Auf dem Arbeitsmarkt bleiben die Auswirkungen der Energiekrise überschaubar. Die Arbeitslosenquote dürfte von 5,3 Prozent (2022) leicht auf 5,6 Prozent (2023) steigen und anschließend wieder auf 5,3 Prozent (2024) sinken. Wegen des Alterns der Bevölkerung dürfte die Erwerbstätigkeit im laufenden Jahr mit gut 45,9 Millionen Beschäftigten ihren Zenit erreichen und anschließend sinken.

Die Fehlbeträge in den öffentlichen Haushalten sinken. Maßgeblich sind der Wegfall krisenbezogener Ausgaben und steigende Einnahmen der Sozialversicherungen. Das staatliche Defizit sinkt von 2,7 Prozent (2022) auf 1,7 Prozent (2023) und 0,9 Prozent (2024). Der Schuldenstand im Verhältnis zum BIP liegt dann bei 63 Prozent.

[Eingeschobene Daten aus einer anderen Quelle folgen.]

//! Load plans: what a single load fetches.
//!
//! A [`LoadPlan`] holds its returns, the fetch graph hanging off them, and
//! an arena of [`QuerySpace`]s joined by [`Join`] edges. Plans are built by
//! [`LoadPlanBuilder`] from the mapping registry and never change after.

mod builder;
mod fetch;
mod printer;
mod space;
mod strategy;

pub use builder::LoadPlanBuilder;
pub use fetch::{
    AnyFetch, BidirectionalEntityFetch, CollectionFetch, CollectionReference, CompositeFetch,
    DeferredFetch, DeferredTarget, EntityFetch, EntityReference, Fetch, Return,
};
pub use printer::LoadPlanTreePrinter;
pub use space::{Disposition, Join, JoinKind, QuerySpace, QuerySpaces, SpaceKind};
pub use strategy::{FetchStrategy, FetchStyle, FetchTiming};

use crate::error::{Error, Result};

/// What the plan loads.
#[derive(Debug, Clone, Copy, PartialEq, Eq)]
pub enum PlanDisposition {
    /// One or more root entities.
    EntityLoader,
    /// The elements of one collection.
    CollectionInitializer,
}

/// Compiled description of one load operation.
#[derive(Debug, Clone, PartialEq, Eq)]
pub struct LoadPlan {
    pub disposition: PlanDisposition,
    pub returns: Vec<Return>,
    pub query_spaces: QuerySpaces,
}

impl LoadPlan {
    /// The only return of the plan.
    pub fn single_return(&self) -> Result<&Return> {
        match self.returns.as_slice() {
            [only] => Ok(only),
            other => Err(Error::illegal_state(format!(
                "expecting a load plan with exactly one return, found {}",
                other.len()
            ))),
        }
    }
}
//! ormload command-line tool
//!
//! Reads a JSON mapping document and prints the SQL of entity and
//! collection loads, exports the mapped schema, or runs loads against a
//! SQLite database.

mod commands;
mod formatter;

use std::path::PathBuf;

use clap::{Parser, Subcommand};
use formatter::OutputFormat;

/// ormload command-line tool
#[derive(Parser, Debug)]
#[command(name = "ormload")]
#[command(version, about = "Inspect and run ormload load plans")]
pub struct Args {
    /// JSON mapping document
    #[arg(short, long)]
    pub mapping: PathBuf,

    /// Override the dialect named by the mapping document
    #[arg(short, long)]
    pub dialect: Option<String>,

    /// Replace the document's loader settings with ORMLOAD_* environment variables
    #[arg(long)]
    pub settings_from_env: bool,

    /// Output format
    #[arg(long, default_value = "text", value_enum)]
    pub format: OutputFormat,

    #[command(subcommand)]
    pub command: Command,
}

/// Options shared by the commands that build a loader.
#[derive(clap::Args, Debug, Clone, Default)]
pub struct LoadOptions {
    /// Join fetch an association path, repeatable
    #[arg(long = "fetch")]
    pub fetches: Vec<String>,

    /// Keys per statement
    #[arg(long)]
    pub batch_size: Option<usize>,

    /// Lock mode, e.g. pessimistic_write
    #[arg(long)]
    pub lock: Option<String>,

    /// Lock wait in milliseconds
    #[arg(long)]
    pub lock_timeout: Option<u32>,

    /// Enable a filter, `name` or `name:param=value[,param=value]`, repeatable
    #[arg(long = "filter")]
    pub filters: Vec<String>,
}

#[derive(Subcommand, Debug)]
pub enum Command {
    /// Print the SQL, aliases and plan of an entity load
    Explain {
        entity: String,
        /// Load by this unique property instead of the identifier
        #[arg(long)]
        keyed_on: Option<String>,
        #[command(flatten)]
        options: LoadOptions,
    },
    /// Print the SQL, aliases and plan of a collection initializer
    Collection {
        role: String,
        #[command(flatten)]
        options: LoadOptions,
    },
    /// Print CREATE TABLE statements for the mapped tables
    Schema,
    /// Load entities by key from a SQLite database
    Load {
        /// SQLite database file
        #[arg(long)]
        database: PathBuf,
        entity: String,
        #[arg(required = true)]
        ids: Vec<String>,
        #[arg(long)]
        keyed_on: Option<String>,
        /// Mark loaded entities read-only
        #[arg(long)]
        read_only: bool,
        #[command(flatten)]
        options: LoadOptions,
    },
    /// Initialize collections by owner key from a SQLite database
    Initialize {
        #[arg(long)]
        database: PathBuf,
        role: String,
        #[arg(required = true)]
        owners: Vec<String>,
        #[command(flatten)]
        options: LoadOptions,
    },
}

fn main() {
    tracing_subscriber::fmt()
        .with_writer(std::io::stderr)
        .with_env_filter(
            tracing_subscriber::EnvFilter::try_from_default_env()
                .unwrap_or_else(|_| "ormload_cli=info,ormload_core=warn".into()),
        )
        .init();

    let args = Args::parse();

    match commands::run(args) {
        Ok(output) => {
            if !output.is_empty() {
                println!("{output}");
            }
        }
        Err(e) => {
            eprintln!("Error: {e}");
            std::process::exit(1);
        }
    }
}
//! Result-set processing.
//!
//! Readers built during the join/fetch walk pull entities and collections
//! out of each row into a [`PersistenceContext`].

mod context;
mod processor;
mod readers;
mod transformer;

pub use context::{
    CollectionEntry, CollectionKey, EntityEntry, EntityKey, LoadedObject, PersistenceContext,
    PersistentCollection, SubselectFetch,
};
pub use processor::{ProcessingOptions, ResultSetProcessor};
pub use readers::{
    CollectionReader, EntityReader, EntityReaderKind, ReaderCollector, ReturnReader, RowKeys, RowReader,
};
pub use transformer::ResultTransformer;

Aussichten für Weltkonjunktur etwas aufgehellt

Die Weltproduktion dürfte nach 3,3 Prozent im letzten Jahr um 2,8 Prozent (2023) und 3,0 Prozent (2024) steigen. Positiv wirkt, dass die Energiepreise wieder deutlich gesunken sind, sich in China mit der Abkehr von der Null-Covid-Politik die Aussichten auf eine stetige Expansion verbessert haben und Lieferengpässe die wirtschaftliche Aktivität nicht mehr ungewöhnlich stark behindern. Bremsend wirkt allerdings die scharfe Straffung der Geldpolitik, die zu deutlich höheren Finanzierungskosten geführt hat und die Ausgabenneigung verringert.